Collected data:
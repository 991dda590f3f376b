//! Pre-dial SSRF gate: rejects destinations in private, loopback, or
//! link-local ranges before a socket is ever opened.

use crate::error::{Error, Result};
use std::net::{IpAddr, Ipv4Addr, Ipv6Addr, ToSocketAddrs};

/// Whether the SSRF gate is applied before dialing. On by default; a host
/// embedding this crate for a trusted, fully-internal network may disable
/// it explicitly.
#[derive(Debug, Clone, Copy)]
pub struct SsrfFilter {
    enabled: bool,
}

impl Default for SsrfFilter {
    fn default() -> Self {
        Self { enabled: true }
    }
}

impl SsrfFilter {
    /// Builds a filter with the gate off. Only for hosts that have already
    /// made an informed decision to allow private-network destinations.
    #[must_use]
    pub const fn disabled() -> Self {
        Self { enabled: false }
    }

    /// Resolves `hostname` and checks every resulting address, plus the
    /// literal hostname itself, against the private/loopback/link-local
    /// denylist.
    ///
    /// # Errors
    /// Returns a policy error whose message contains `"private"` if the
    /// destination is denied, or a validation error if `hostname:port` does
    /// not resolve at all.
    pub fn check(&self, hostname: &str, port: u16) -> Result<()> {
        if !self.enabled {
            return Ok(());
        }
        check_destination(hostname, port)
    }
}

/// Standalone version of [`SsrfFilter::check`] for callers that already know
/// they want the gate applied.
///
/// # Errors
/// See [`SsrfFilter::check`].
pub fn check_destination(hostname: &str, port: u16) -> Result<()> {
    let host_lower = hostname.to_ascii_lowercase();
    if host_lower == "localhost" || host_lower.ends_with(".localhost") {
        return Err(Error::policy(format!(
            "destination '{hostname}' resolves to a private address (localhost)"
        )));
    }

    if let Ok(ip) = hostname.parse::<IpAddr>() {
        return reject_if_private(ip, hostname);
    }

    let addrs = (hostname, port)
        .to_socket_addrs()
        .map_err(|e| Error::validation(format!("could not resolve '{hostname}': {e}")))?;
    let mut saw_any = false;
    for addr in addrs {
        saw_any = true;
        reject_if_private(addr.ip(), hostname)?;
    }
    if !saw_any {
        return Err(Error::validation(format!(
            "'{hostname}' resolved to no addresses"
        )));
    }
    Ok(())
}

fn reject_if_private(ip: IpAddr, hostname: &str) -> Result<()> {
    if is_private_address(ip) {
        return Err(Error::policy(format!(
            "destination '{hostname}' ({ip}) resolves to a private address"
        )));
    }
    Ok(())
}

/// True for loopback, RFC 1918, link-local (including the cloud metadata
/// address `169.254.169.254`), and IPv6 loopback ranges.
#[must_use]
pub fn is_private_address(ip: IpAddr) -> bool {
    match ip {
        IpAddr::V4(v4) => is_private_v4(v4),
        IpAddr::V6(v6) => is_private_v6(v6),
    }
}

fn is_private_v4(ip: Ipv4Addr) -> bool {
    let octets = ip.octets();
    ip.is_loopback()
        || octets[0] == 0 // 0.0.0.0/8
        || octets[0] == 10 // 10.0.0.0/8
        || (octets[0] == 172 && (16..=31).contains(&octets[1])) // 172.16.0.0/12
        || (octets[0] == 192 && octets[1] == 168) // 192.168.0.0/16
        || (octets[0] == 169 && octets[1] == 254) // 169.254.0.0/16
}

fn is_private_v6(ip: Ipv6Addr) -> bool {
    ip.is_loopback() || ip.to_ipv4_mapped().is_some_and(is_private_v4)
}

#[cfg(test)]
mod tests {
    use super::*;

    #[test]
    fn rejects_ipv4_loopback() {
        let err = check_destination("127.0.0.1", 8080).unwrap_err();
        assert!(err.script_message().contains("private"));
    }

    #[test]
    fn rejects_rfc1918() {
        assert!(check_destination("10.0.0.1", 80).unwrap_err().script_message().contains("private"));
        assert!(check_destination("172.16.0.5", 80).unwrap_err().script_message().contains("private"));
        assert!(check_destination("192.168.1.1", 80).unwrap_err().script_message().contains("private"));
    }

    #[test]
    fn rejects_link_local_metadata_address() {
        let err = check_destination("169.254.169.254", 80).unwrap_err();
        assert!(err.script_message().contains("private"));
    }

    #[test]
    fn rejects_localhost_hostname_and_subdomains() {
        assert!(check_destination("localhost", 80).is_err());
        assert!(check_destination("api.localhost", 80).is_err());
    }

    #[test]
    fn rejects_ipv6_loopback() {
        let err = check_destination("::1", 80).unwrap_err();
        assert!(err.script_message().contains("private"));
    }

    #[test]
    fn allows_public_address() {
        assert!(check_destination("93.184.215.14", 80).is_ok());
    }

    #[test]
    fn disabled_filter_allows_everything() {
        let filter = SsrfFilter::disabled();
        assert!(filter.check("127.0.0.1", 80).is_ok());
    }
}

▶ _Required work_
Nothing is to be altered; retype each entry exactly.

▶ _Exercise answer_
repository 991dda590f3f376b
//! Pre-dial SSRF gate: rejects destinations in private, loopback, or
//! link-local ranges before a socket is ever opened.

use crate::error::{Error, Result};
use std::net::{IpAddr, Ipv4Addr, Ipv6Addr, ToSocketAddrs};

/// Whether the SSRF gate is applied before dialing. On by default; a host
/// embedding this crate for a trusted, fully-internal network may disable
/// it explicitly.
#[derive(Debug, Clone, Copy)]
pub struct SsrfFilter {
    enabled: bool,
}

impl Default for SsrfFilter {
    fn default() -> Self {
        Self { enabled: true }
    }
}

impl SsrfFilter {
    /// Builds a filter with the gate off. Only for hosts that have already
    /// made an informed decision to allow private-network destinations.
    #[must_use]
    pub const fn disabled() -> Self {
        Self { enabled: false }
    }

    /// Resolves `hostname` and checks every resulting address, plus the
    /// literal hostname itself, against the private/loopback/link-local
    /// denylist.
    ///
    /// # Errors
    /// Returns a policy error whose message contains `"private"` if the
    /// destination is denied, or a validation error if `hostname:port` does
    /// not resolve at all.
    pub fn check(&self, hostname: &str, port: u16) -> Result<()> {
        if !self.enabled {
            return Ok(());
        }
        check_destination(hostname, port)
    }
}

/// Standalone version of [`SsrfFilter::check`] for callers that already know
/// they want the gate applied.
///
/// # Errors
/// See [`SsrfFilter::check`].
pub fn check_destination(hostname: &str, port: u16) -> Result<()> {
    let host_lower = hostname.to_ascii_lowercase();
    if host_lower == "localhost" || host_lower.ends_with(".localhost") {
        return Err(Error::policy(format!(
            "destination '{hostname}' resolves to a private address (localhost)"
        )));
    }

    if let Ok(ip) = hostname.parse::<IpAddr>() {
        return reject_if_private(ip, hostname);
    }

    let addrs = (hostname, port)
        .to_socket_addrs()
        .map_err(|e| Error::validation(format!("could not resolve '{hostname}': {e}")))?;
    let mut saw_any = false;
    for addr in addrs {
        saw_any = true;
        reject_if_private(addr.ip(), hostname)?;
    }
    if !saw_any {
        return Err(Error::validation(format!(
            "'{hostname}' resolved to no addresses"
        )));
    }
    Ok(())
}

fn reject_if_private(ip: IpAddr, hostname: &str) -> Result<()> {
    if is_private_address(ip) {
        return Err(Error::policy(format!(
            "destination '{hostname}' ({ip}) resolves to a private address"
        )));
    }
    Ok(())
}

/// True for loopback, RFC 1918, link-local (including the cloud metadata
/// address `169.254.169.254`), and IPv6 loopback ranges.
#[must_use]
pub fn is_private_address(ip: IpAddr) -> bool {
    match ip {
        IpAddr::V4(v4) => is_private_v4(v4),
        IpAddr::V6(v6) => is_private_v6(v6),
    }
}

fn is_private_v4(ip: Ipv4Addr) -> bool {
    let octets = ip.octets();
    ip.is_loopback()
        || octets[0] == 0 // 0.0.0.0/8
        || octets[0] == 10 // 10.0.0.0/8
        || (octets[0] == 172 && (16..=31).contains(&octets[1])) // 172.16.0.0/12
        || (octets[0] == 192 && octets[1] == 168) // 192.168.0.0/16
        || (octets[0] == 169 && octets[1] == 254) // 169.254.0.0/16
}

fn is_private_v6(ip: Ipv6Addr) -> bool {
    ip.is_loopback() || ip.to_ipv4_mapped().is_some_and(is_private_v4)
}

#[cfg(test)]
mod tests {
    use super::*;

    #[test]
    fn rejects_ipv4_loopback() {
        let err = check_destination("127.0.0.1", 8080).unwrap_err();
        assert!(err.script_message().contains("private"));
    }

    #[test]
    fn rejects_rfc1918() {
        assert!(check_destination("10.0.0.1", 80).unwrap_err().script_message().contains("private"));
        assert!(check_destination("172.16.0.5", 80).unwrap_err().script_message().contains("private"));
        assert!(check_destination("192.168.1.1", 80).unwrap_err().script_message().contains("private"));
    }

    #[test]
    fn rejects_link_local_metadata_address() {
        let err = check_destination("169.254.169.254", 80).unwrap_err();
        assert!(err.script_message().contains("private"));
    }

    #[test]
    fn rejects_localhost_hostname_and_subdomains() {
        assert!(check_destination("localhost", 80).is_err());
        assert!(check_destination("api.localhost", 80).is_err());
    }

    #[test]
    fn rejects_ipv6_loopback() {
        let err = check_destination("::1", 80).unwrap_err();
        assert!(err.script_message().contains("private"));
    }

    #[test]
    fn allows_public_address() {
        assert!(check_destination("93.184.215.14", 80).is_ok());
    }

    #[test]
    fn disabled_filter_allows_everything() {
        let filter = SsrfFilter::disabled();
        assert!(filter.check("127.0.0.1", 80).is_ok());
    }
}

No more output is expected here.